I went 9 months in and out of withdrawals and I honestly felt if I didn't make it this time, I never would. I am only on Day 17 but for me this is a record and I really don't ever want to use again. Yes, I have cravings for oxy.
I eat chocolate, go far a walk, clean, vacuum or if it's really strong I post on here for help and it works. It saved me.
Here's an analogy; not being flip or anything, but word pictures help me when nothing else can.
Once you are a pickle (addict) you can't EVER be a cucumber (just one pill or controlled user) again!
And you know that pickles dry out and shrivel up unless they're in a brine which gives them flavor and crispness! (meetings, meetings, counseling, surrounding ourselves with others whose VERY SAME GOAL is to stay clean and sober) that environment is "our" brine.
I went through withdrawals almost daily! - I'd be sick, get enough to make it through the day, then sick again the next, repeat, try to stop, get sick, get some more, etc etc - for THREE VERY LONG YEARS before I got sober. (That's not including the 5 years prior to that using without any real knowledge of withdrawls-I was 15 when I did [snorted] my first opiate - half of a 160 mg Oxy Contin - no lie). They don't even make those anymore. This was right before the oxy/hillbilly heroin epedimic so I had NO idea what I was getting into. At my breaking poing, before I went to rehab @ age 22, I woke up every morning and prayed asking God to have someone kill me that day. I understand the meaning of sick and tired of being sick and tired as much as anyone. Sickness broke me. I went to a "faith-based" non-medical, residential rehab for 13 months 1,500 miles from home!!! so that there was NO WAY I could use unless I escaped and went to the streets as a hooker or something. LOL - funny...kinda.
Anyway, I made it FIVE years SOBER! I was a walking testimony to so many people and last year I relapsed. So I also know what it's like to fall....hard. I was going through a divorce, all alone, family far far away, no accountability, and found myself in the wrong place at the wrong time and did just one hydrocodone which lead to 6 months of everyday use...needless to say I'm back on the road to recovery. This time I'm using a suboxone taper and I'm down to 2 mgs. I don't know how this story ends, but these things I do know: Don't let yourself go through 3 years of daily withdrawals. It's HELL and a complete waste of life and time! And - ALWAYS remember the Devil is like a roaring lion PATIENTLY WAITING for the right moment to ATTACK - when your least expecting, at your weakest and you have the most to lose, that's when he'll pounce!!

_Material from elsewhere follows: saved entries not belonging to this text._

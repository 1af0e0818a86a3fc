use log::trace;

use crate::config::GbMode;
use crate::scanline::{CaptureInput, OAM_SIZE, PALETTE_BYTES, SCREEN_LINES, ScanlinePipeline};
use crate::vram::VramTracker;

// Timing constants per LCD mode in T-cycles
const MODE0_CYCLES: u16 = 204; // HBlank
const MODE1_CYCLES: u16 = 456; // One line during VBlank
const MODE2_CYCLES: u16 = 80; // OAM scan
const MODE3_CYCLES: u16 = 172; // Pixel transfer

// Number of lines spent in VBlank
const VBLANK_LINES: u8 = 10;

/// Cycles in a full frame. Frames keep ending at this rate while the LCD
/// is off so the host display still gets refreshed.
pub const FRAME_CYCLES: u32 = 70224;

/// Largest slice `Ppu::step` accepts.
pub const STEP_CYCLES: u16 = 4;

const PAL_INDEX_MASK: u8 = 0x3F;
const PAL_AUTO_INCREMENT_BIT: u8 = 0x80;

// LCD modes used in the `mode` field
const MODE_HBLANK: u8 = 0;
const MODE_VBLANK: u8 = 1;
const MODE_OAM: u8 = 2;
const MODE_TRANSFER: u8 = 3;

// I/O registers owned by the PPU
const SAVED_REGISTERS: [u8; 17] = [
    0x40, 0x41, 0x42, 0x43, 0x44, 0x45, 0x46, 0x47, 0x48, 0x49, 0x4A, 0x4B, 0x4F, 0x68, 0x69, 0x6A,
    0x6B,
];

const fn gray(level: u16) -> [u8; 2] {
    (level | level << 5 | level << 10).to_le_bytes()
}

/// BGR555 shades loaded into the first palettes in monochrome mode.
const DMG_SHADES: [[u8; 2]; 4] = [gray(0x1F), gray(0x15), gray(0x0A), gray(0x00)];

/// Points in the LCD cycle the rest of the machine reacts to.
#[derive(Debug, Clone, Copy, PartialEq, Eq)]
pub enum LcdEvent {
    /// Mode 3 of this line just ended and the line was captured.
    HBlank(u8),
    /// A frame ended: either line 144 was reached or, with the LCD off, a
    /// frame's worth of cycles passed.
    VBlank,
}

pub struct Ppu {
    pub vram: VramTracker,
    pub oam: [u8; OAM_SIZE],
    pub pipeline: ScanlinePipeline,
    gb_mode: GbMode,

    lcdc: u8,
    stat: u8,
    scy: u8,
    scx: u8,
    ly: u8,
    lyc: u8,
    dma: u8,
    bgp: u8,
    obp0: u8,
    obp1: u8,
    wy: u8,
    wx: u8,
    vbk: u8,
    bgpi: u8,
    obpi: u8,
    bgpd: [u8; PALETTE_BYTES],
    obpd: [u8; PALETTE_BYTES],

    mode: u8,
    mode_clock: u16,
    off_clock: u32,
    stat_irq_line: bool,
    frame_counter: u64,
}

impl Ppu {
    pub fn new(gb_mode: GbMode) -> Self {
        let mut ppu = Self {
            vram: VramTracker::new(),
            oam: [0; OAM_SIZE],
            pipeline: ScanlinePipeline::new(),
            gb_mode,
            lcdc: 0,
            stat: 0,
            scy: 0,
            scx: 0,
            ly: 0,
            lyc: 0,
            dma: 0,
            bgp: 0,
            obp0: 0,
            obp1: 0,
            wy: 0,
            wx: 0,
            vbk: 0,
            bgpi: 0,
            obpi: 0,
            bgpd: [0; PALETTE_BYTES],
            obpd: [0; PALETTE_BYTES],
            mode: MODE_OAM,
            mode_clock: 0,
            off_clock: 0,
            stat_irq_line: false,
            frame_counter: 0,
        };
        ppu.reset_palettes();
        ppu
    }

    pub fn gb_mode(&self) -> GbMode {
        self.gb_mode
    }

    pub fn lcdc(&self) -> u8 {
        self.lcdc
    }

    pub fn ly(&self) -> u8 {
        self.ly
    }

    pub fn wx(&self) -> u8 {
        self.wx
    }

    pub fn wy(&self) -> u8 {
        self.wy
    }

    /// Current LCD mode (0-3).
    pub fn mode(&self) -> u8 {
        self.mode
    }

    pub fn lcd_enabled(&self) -> bool {
        self.lcdc & 0x80 != 0
    }

    pub fn frames(&self) -> u64 {
        self.frame_counter
    }

    pub fn bg_palette_data(&self) -> &[u8; PALETTE_BYTES] {
        &self.bgpd
    }

    pub fn spr_palette_data(&self) -> &[u8; PALETTE_BYTES] {
        &self.obpd
    }

    /// Cycles into the current mode, as kept in save states.
    pub fn mode_clock(&self) -> u16 {
        self.mode_clock
    }

    pub fn set_mode_clock(&mut self, clock: u16) {
        self.mode_clock = clock;
    }

    /// Fill palette memory with white, then give monochrome games the
    /// four-shade ramp in BG palette 0 and both sprite palettes.
    pub fn reset_palettes(&mut self) {
        self.bgpd = [0xFF; PALETTE_BYTES];
        self.obpd = [0xFF; PALETTE_BYTES];
        if self.gb_mode == GbMode::Gb {
            let ramp = DMG_SHADES.concat();
            self.bgpd[..8].copy_from_slice(&ramp);
            self.obpd[..8].copy_from_slice(&ramp);
            self.obpd[8..16].copy_from_slice(&ramp);
        }
    }

    /// Replace both palette memories without raising dirty flags.
    pub fn load_palettes(&mut self, bg: &[u8; PALETTE_BYTES], spr: &[u8; PALETTE_BYTES]) {
        self.bgpd = *bg;
        self.obpd = *spr;
    }

    pub fn read_reg(&self, addr: u16) -> u8 {
        match addr {
            0xFF40 => self.lcdc,
            0xFF41 => {
                (self.stat & 0x78)
                    | 0x80
                    | (self.mode & 0x03)
                    | if self.ly == self.lyc { 0x04 } else { 0 }
            }
            0xFF42 => self.scy,
            0xFF43 => self.scx,
            0xFF44 => self.ly,
            0xFF45 => self.lyc,
            0xFF46 => self.dma,
            0xFF47 => self.bgp,
            0xFF48 => self.obp0,
            0xFF49 => self.obp1,
            0xFF4A => self.wy,
            0xFF4B => self.wx,
            0xFF4F => self.vbk,
            0xFF68 => self.bgpi,
            0xFF69 => self.bgpd[(self.bgpi & PAL_INDEX_MASK) as usize],
            0xFF6A => self.obpi,
            0xFF6B => self.obpd[(self.obpi & PAL_INDEX_MASK) as usize],
            _ => 0xFF,
        }
    }

    pub fn write_reg(&mut self, addr: u16, val: u8) {
        match addr {
            0xFF40 => {
                let changed = self.lcdc ^ val;
                if changed & 0x7B != 0 {
                    self.pipeline.mark_maps();
                }
                if changed & 0x04 != 0 {
                    self.pipeline.mark_sprites();
                }
                self.lcdc = val;
                if val & 0x80 == 0 {
                    self.ly = 0;
                    self.mode = MODE_HBLANK;
                    self.mode_clock = 0;
                } else if changed & 0x80 != 0 {
                    self.mode = MODE_OAM;
                    self.mode_clock = 0;
                    self.off_clock = 0;
                }
            }
            0xFF41 => self.stat = (self.stat & 0x07) | (val & 0xF8),
            0xFF42 => {
                if self.scy != val {
                    self.scy = val;
                    self.pipeline.mark_maps();
                }
            }
            0xFF43 => {
                if self.scx != val {
                    self.scx = val;
                    self.pipeline.mark_maps();
                }
            }
            0xFF44 => trace!("Ignoring LY write {val:#04x}"),
            0xFF45 => self.lyc = val,
            0xFF46 => self.dma = val,
            0xFF47 => {
                if self.gb_mode == GbMode::Gb && self.bgp != val {
                    self.pipeline.mark_bg_palettes();
                }
                self.bgp = val;
            }
            0xFF48 => {
                if self.gb_mode == GbMode::Gb && self.obp0 != val {
                    self.pipeline.mark_spr_palettes();
                }
                self.obp0 = val;
            }
            0xFF49 => {
                if self.gb_mode == GbMode::Gb && self.obp1 != val {
                    self.pipeline.mark_spr_palettes();
                }
                self.obp1 = val;
            }
            0xFF4A => {
                self.pipeline.window_y_written(val, self.ly);
                self.wy = val;
            }
            0xFF4B => self.wx = val,
            0xFF4F => {
                self.vbk = val & 1;
                if self.gb_mode.is_cgb() {
                    self.vram.select_bank(self.vbk as usize);
                }
            }
            0xFF68 => self.bgpi = val,
            0xFF69 => {
                let idx = (self.bgpi & PAL_INDEX_MASK) as usize;
                if self.bgpd[idx] != val {
                    self.bgpd[idx] = val;
                    self.pipeline.mark_bg_palettes();
                }
                if self.bgpi & PAL_AUTO_INCREMENT_BIT != 0 {
                    self.bgpi = PAL_AUTO_INCREMENT_BIT | self.bgpi.wrapping_add(1);
                }
            }
            0xFF6A => self.obpi = val,
            0xFF6B => {
                let idx = (self.obpi & PAL_INDEX_MASK) as usize;
                if self.obpd[idx] != val {
                    self.obpd[idx] = val;
                    self.pipeline.mark_spr_palettes();
                }
                if self.obpi & PAL_AUTO_INCREMENT_BIT != 0 {
                    self.obpi = PAL_AUTO_INCREMENT_BIT | self.obpi.wrapping_add(1);
                }
            }
            _ => {}
        }
    }

    /// Copy registers into an I/O page image for a save state.
    pub fn save_registers(&self, page: &mut [u8; 0x100]) {
        for reg in SAVED_REGISTERS {
            page[reg as usize] = self.read_reg(0xFF00 | reg as u16);
        }
    }

    /// Restore registers from a save-state I/O page. Nothing is marked dirty;
    /// callers refresh the renderer afterwards.
    pub fn load_registers(&mut self, page: &[u8; 0x100]) {
        self.lcdc = page[0x40];
        self.stat = page[0x41] & 0xF8;
        self.mode = page[0x41] & 0x03;
        self.scy = page[0x42];
        self.scx = page[0x43];
        self.ly = page[0x44];
        self.lyc = page[0x45];
        self.dma = page[0x46];
        self.bgp = page[0x47];
        self.obp0 = page[0x48];
        self.obp1 = page[0x49];
        self.wy = page[0x4A];
        self.wx = page[0x4B];
        self.vbk = page[0x4F] & 1;
        self.bgpi = page[0x68];
        self.obpi = page[0x6A];
        if self.gb_mode.is_cgb() {
            self.vram.select_bank(self.vbk as usize);
        } else {
            self.vram.select_bank(0);
        }
        self.off_clock = 0;
        self.stat_irq_line = false;
    }

    pub fn write_vram(&mut self, addr: u16, val: u8) {
        self.vram.write(addr, val, self.ly);
    }

    pub fn write_vram_block(&mut self, dest: u16, block: &[u8; 16]) {
        self.vram.write_block(dest, block, self.ly);
    }

    pub fn write_oam(&mut self, addr: u16, val: u8) {
        self.oam[(addr as usize) & 0xFF] = val;
        self.pipeline.mark_sprites();
    }

    /// OAM DMA from page `page`; the caller reads the source bytes.
    pub fn oam_dma(&mut self, page: u8, src: &[u8; OAM_SIZE]) {
        self.dma = page;
        self.oam = *src;
        self.pipeline.mark_sprites();
    }

    fn capture_line(&mut self) {
        let input = CaptureInput {
            lcdc: self.lcdc,
            scy: self.scy,
            scx: self.scx,
            ly: self.ly,
            wy: self.wy,
            bgp: self.bgp,
            obp0: self.obp0,
            obp1: self.obp1,
            cgb: self.gb_mode.is_cgb(),
            oam: &self.oam,
            bg_palette: &self.bgpd,
            spr_palette: &self.obpd,
        };
        self.pipeline.capture(self.ly as usize, &input);
    }

    /// Advance by at most `STEP_CYCLES`. Modes last far longer than that, so
    /// a single call produces at most one event.
    pub fn step(&mut self, cycles: u16, if_reg: &mut u8) -> Option<LcdEvent> {
        let increment = cycles.min(STEP_CYCLES);
        if self.lcdc & 0x80 == 0 {
            self.mode = MODE_HBLANK;
            self.ly = 0;
            self.mode_clock = 0;
            self.off_clock += increment as u32;
            if self.off_clock >= FRAME_CYCLES {
                self.off_clock -= FRAME_CYCLES;
                self.frame_counter = self.frame_counter.wrapping_add(1);
                return Some(LcdEvent::VBlank);
            }
            return None;
        }

        self.mode_clock += increment;
        let mut event = None;

        match self.mode {
            MODE_HBLANK => {
                if self.mode_clock >= MODE0_CYCLES {
                    self.mode_clock -= MODE0_CYCLES;
                    self.ly += 1;
                    if self.ly == SCREEN_LINES as u8 {
                        self.mode = MODE_VBLANK;
                        *if_reg |= 0x01;
                        event = Some(LcdEvent::VBlank);
                    } else {
                        self.mode = MODE_OAM;
                    }
                }
            }
            MODE_VBLANK => {
                if self.mode_clock >= MODE1_CYCLES {
                    self.mode_clock -= MODE1_CYCLES;
                    self.ly += 1;
                    if self.ly > SCREEN_LINES as u8 + VBLANK_LINES - 1 {
                        self.ly = 0;
                        self.frame_counter = self.frame_counter.wrapping_add(1);
                        self.mode = MODE_OAM;
                    }
                }
            }
            MODE_OAM => {
                if self.mode_clock >= MODE2_CYCLES {
                    self.mode_clock -= MODE2_CYCLES;
                    self.pipeline.latch_window_x(self.wx);
                    self.mode = MODE_TRANSFER;
                }
            }
            MODE_TRANSFER => {
                if self.mode_clock >= MODE3_CYCLES {
                    self.mode_clock -= MODE3_CYCLES;
                    self.capture_line();
                    self.mode = MODE_HBLANK;
                    event = Some(LcdEvent::HBlank(self.ly));
                }
            }
            _ => {}
        }

        self.update_stat_irq(if_reg);
        event
    }

    /// Re-evaluate the STAT line after a STAT or LYC write.
    pub fn refresh_stat(&mut self, if_reg: &mut u8) {
        if self.lcd_enabled() {
            self.update_stat_irq(if_reg);
        }
    }

    fn update_stat_irq(&mut self, if_reg: &mut u8) {
        let coincidence = self.ly == self.lyc && self.stat & 0x40 != 0;
        let mode_signal = match self.mode {
            MODE_HBLANK => self.stat & 0x08 != 0,
            MODE_VBLANK => self.stat & 0x10 != 0,
            MODE_OAM => self.stat & 0x20 != 0,
            _ => false,
        };
        let current = coincidence || mode_signal;
        if current && !self.stat_irq_line {
            *if_reg |= 0x02;
        }
        self.stat_irq_line = current;
    }
}

impl Default for Ppu {
    fn default() -> Self {
        Self::new(GbMode::Gb)
    }
}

Thanks KLB...that pretty much sums up my last 3 years as well. I had 'periods' of not having to go through wd because I had the funds to keep me afloat, but that was it. I still had wd at least a day or two every month and I this last relapse and wd just took it all out of me. I thought I was done before, but now I know I am. Today is day 11 and while I'm not all the way back, I am way further ahead than the first couple days and in a better place than I was on what I thought was a good day on pills. It really does only take one to take us back to the beginning. Funny how we wouldn't eat something that tastes good if it gave us a tummy ache, but we will put this poison down us! I'm glad to hear you found your way out of that nightmare and it truly is a nightmare at the end. I'll be doing everything I can to keep that devil away. He isn't welcome here! :) I sent you a friend invite too. Keep it up girl..you are doing great!
I just got here so please be patient with me. You relapsed on the 4th.? Sorry To hear that. Today is the 13th. and you have 11 days? If your first day clean was the 5th., then you have 8 days clean, no? I am not trying to be mean. Like I said I just got here and the math doesn't add up so I am trying help, so let's start withe basics. Set me straight...
it sounds like you need to somehow remove the connection that is enabling you - can you tell that person you need to not see them for a little while or alternatively, ask them to refuse you any pills, no matter what you say? tell them you need them to support you and you would be grateful if they would not present the opportunity to you.